[Stored data]
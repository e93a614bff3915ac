//! # pawmatch
//!
//! A hybrid recommender for sheltered animals.
//!
//! A free-text query such as "소형견 수컷, 차분한 아이" runs through four stages:
//!
//! 1. **Preference extraction** - size, age and gender keywords become hard constraints
//! 2. **Hard filtering** - candidates violating any constraint are dropped
//! 3. **Similarity ranking** - the query embedding is compared with every
//!    surviving description embedding
//! 4. **Re-ranking** - a language model picks and explains the final list;
//!    on failure the similarity ranking is returned instead
//!
//! ## Quick Start
//!
//! ### As a CLI
//!
//! ```bash
//! export OPENAI_API_KEY=...
//! pawmatch build --input animals.csv
//! pawmatch recommend "소형견 수컷, 산책 좋아하는 아이"
//! pawmatch serve --http-port 8080
//! ```
//!
//! ### As a Library
//!
//! ```rust,no_run
//! use pawmatch::prelude::*;
//! use std::sync::Arc;
//!
//! # async fn run() -> Result<()> {
//! let records = vec![AnimalRecord::new("1", "콩이", AdoptionState::Available).with_weight(4.0)];
//! let embeddings = vec![EmbeddingVector::new("1", vec![1.0, 0.0])];
//! let corpus = Corpus::new(records, embeddings)?;
//!
//! let recommender = Recommender::new(Arc::new(MockEmbeddingProvider::new(2)));
//! let recommendations = recommender.recommend(&corpus, "소형견", true, 5).await?;
//! # Ok(())
//! # }
//! ```
//!
//! ## Crate Structure
//!
//! - [`pawmatch-core`](https://docs.rs/pawmatch-core) - Data model, filtering, descriptions, service traits
//! - [`pawmatch-similarity`](https://docs.rs/pawmatch-similarity) - Similarity ranking and LLM re-ranking
//! - [`pawmatch-providers`](https://docs.rs/pawmatch-providers) - OpenAI clients, retries, batch embedding
//! - [`pawmatch-storage`](https://docs.rs/pawmatch-storage) - CSV loading, snapshots, results log
//! - [`pawmatch-engine`](https://docs.rs/pawmatch-engine) - The composed pipeline and its configuration
//! - [`pawmatch-api`](https://docs.rs/pawmatch-api) - REST API

// Re-export core types
pub use pawmatch_core::{
    AdoptionState, AgeClass, AnimalRecord, CandidateSet, CompletionProvider, Corpus,
    DescriptionBuilder, EmbeddingProvider, EmbeddingVector, Error, Gender, HardFilter,
    PreferenceExtractor, QueryPreferences, Result, ServiceError, SizeClass,
};

// Re-export the pipeline stages
pub use pawmatch_similarity::{LlmReranker, Recommendation, RecommendationSource, SimilarityRanker};
pub use pawmatch_engine::{CorpusStats, RecommendOutcome, Recommender, RecommenderConfig};

// Re-export providers and storage
pub use pawmatch_providers::{BatchEmbedder, OpenAiCompletions, OpenAiEmbeddings, RetryPolicy, Retrying};
pub use pawmatch_storage::{CorpusSnapshot, ResultsLog, Satisfaction, SnapshotStore};

// Re-export API
pub use pawmatch_api::{AppState, RestApi};

/// Prelude module for convenient imports
pub mod prelude {
    pub use crate::{
        AdoptionState, AnimalRecord, Corpus, CorpusStats, EmbeddingVector, Error, Gender,
        Recommendation, Recommender, RecommenderConfig, Result,
    };
    pub use pawmatch_core::mock::{MockCompletionProvider, MockEmbeddingProvider};
}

• **What to do**
Having read the entries above, set each one down again exactly.

• **Solution to this exercise**
repository e93a614bff3915ac
//! # pawmatch
//!
//! A hybrid recommender for sheltered animals.
//!
//! A free-text query such as "소형견 수컷, 차분한 아이" runs through four stages:
//!
//! 1. **Preference extraction** - size, age and gender keywords become hard constraints
//! 2. **Hard filtering** - candidates violating any constraint are dropped
//! 3. **Similarity ranking** - the query embedding is compared with every
//!    surviving description embedding
//! 4. **Re-ranking** - a language model picks and explains the final list;
//!    on failure the similarity ranking is returned instead
//!
//! ## Quick Start
//!
//! ### As a CLI
//!
//! ```bash
//! export OPENAI_API_KEY=...
//! pawmatch build --input animals.csv
//! pawmatch recommend "소형견 수컷, 산책 좋아하는 아이"
//! pawmatch serve --http-port 8080
//! ```
//!
//! ### As a Library
//!
//! ```rust,no_run
//! use pawmatch::prelude::*;
//! use std::sync::Arc;
//!
//! # async fn run() -> Result<()> {
//! let records = vec![AnimalRecord::new("1", "콩이", AdoptionState::Available).with_weight(4.0)];
//! let embeddings = vec![EmbeddingVector::new("1", vec![1.0, 0.0])];
//! let corpus = Corpus::new(records, embeddings)?;
//!
//! let recommender = Recommender::new(Arc::new(MockEmbeddingProvider::new(2)));
//! let recommendations = recommender.recommend(&corpus, "소형견", true, 5).await?;
//! # Ok(())
//! # }
//! ```
//!
//! ## Crate Structure
//!
//! - [`pawmatch-core`](https://docs.rs/pawmatch-core) - Data model, filtering, descriptions, service traits
//! - [`pawmatch-similarity`](https://docs.rs/pawmatch-similarity) - Similarity ranking and LLM re-ranking
//! - [`pawmatch-providers`](https://docs.rs/pawmatch-providers) - OpenAI clients, retries, batch embedding
//! - [`pawmatch-storage`](https://docs.rs/pawmatch-storage) - CSV loading, snapshots, results log
//! - [`pawmatch-engine`](https://docs.rs/pawmatch-engine) - The composed pipeline and its configuration
//! - [`pawmatch-api`](https://docs.rs/pawmatch-api) - REST API

// Re-export core types
pub use pawmatch_core::{
    AdoptionState, AgeClass, AnimalRecord, CandidateSet, CompletionProvider, Corpus,
    DescriptionBuilder, EmbeddingProvider, EmbeddingVector, Error, Gender, HardFilter,
    PreferenceExtractor, QueryPreferences, Result, ServiceError, SizeClass,
};

// Re-export the pipeline stages
pub use pawmatch_similarity::{LlmReranker, Recommendation, RecommendationSource, SimilarityRanker};
pub use pawmatch_engine::{CorpusStats, RecommendOutcome, Recommender, RecommenderConfig};

// Re-export providers and storage
pub use pawmatch_providers::{BatchEmbedder, OpenAiCompletions, OpenAiEmbeddings, RetryPolicy, Retrying};
pub use pawmatch_storage::{CorpusSnapshot, ResultsLog, Satisfaction, SnapshotStore};

// Re-export API
pub use pawmatch_api::{AppState, RestApi};

/// Prelude module for convenient imports
pub mod prelude {
    pub use crate::{
        AdoptionState, AnimalRecord, Corpus, CorpusStats, EmbeddingVector, Error, Gender,
        Recommendation, Recommender, RecommenderConfig, Result,
    };
    pub use pawmatch_core::mock::{MockCompletionProvider, MockEmbeddingProvider};
}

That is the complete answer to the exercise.